What to work on
Your response must be made up of each line in the data below that contains the string "Deserialize".

Stored data entries:
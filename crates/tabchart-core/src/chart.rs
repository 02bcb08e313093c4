// File: crates/tabchart-core/src/chart.rs
// Summary: End-to-end pipeline: raw grid + request -> resolved header -> filtered rows -> series -> bounds.

use serde::{Deserialize, Serialize};

use crate::axis::AxisBounds;
use crate::filter::filter_data_rows;
use crate::grid::RawGrid;
use crate::header::{resolve_header_with, Orientation, ResolvedTable};
use crate::series::{build_series_with, SeriesSet};
use crate::types::{ChartMode, TransformOptions};

/// The caller's selection: mode, authoritative year axis and, for proportion
/// modes, the period to show.
#[derive(Clone, Debug, Default, PartialEq, Serialize, Deserialize)]
pub struct ChartRequest {
    pub mode: ChartMode,
    /// Year label of each value column by position; empty when not supplied.
    #[serde(default)]
    pub years: Vec<i32>,
    #[serde(default)]
    pub target_year: Option<i32>,
}

impl ChartRequest {
    pub fn new(mode: ChartMode) -> Self {
        Self { mode, years: Vec::new(), target_year: None }
    }

    pub fn with_years(mut self, years: impl Into<Vec<i32>>) -> Self {
        self.years = years.into();
        self
    }

    pub fn with_target_year(mut self, year: i32) -> Self {
        self.target_year = Some(year);
        self
    }
}

/// Everything an external renderer needs for one chart.
#[derive(Clone, Debug, PartialEq, Serialize)]
pub struct PreparedChart {
    pub mode: ChartMode,
    pub orientation: Orientation,
    pub series: SeriesSet,
    /// `None` for proportion modes.
    pub bounds: Option<AxisBounds>,
}

impl PreparedChart {
    pub fn is_empty(&self) -> bool { self.series.is_empty() }
}

pub fn prepare_chart(grid: &RawGrid, request: &ChartRequest) -> PreparedChart {
    prepare_chart_with(grid, request, &TransformOptions::default())
}

/// Pure over its inputs: identical (grid, request, opts) always yields an identical result.
pub fn prepare_chart_with(grid: &RawGrid, request: &ChartRequest, opts: &TransformOptions) -> PreparedChart {
    let resolved = resolve_header_with(grid, opts);
    let table = ResolvedTable { rows: filter_data_rows(&resolved.rows), ..resolved };
    let series = if grid.row_count() < 2 {
        SeriesSet::empty()
    } else {
        build_series_with(&table, &request.years, request.mode, request.target_year, opts)
    };
    let bounds = AxisBounds::for_chart(request.mode, &series, opts);
    tracing::debug!(
        mode = %request.mode,
        categories = series.category_labels.len(),
        series = series.len(),
        "prepared chart"
    );
    PreparedChart { mode: request.mode, orientation: table.orientation, series, bounds }
}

Output of the exercise
use serde::{Deserialize, Serialize};
#[derive(Clone, Debug, Default, PartialEq, Serialize, Deserialize)]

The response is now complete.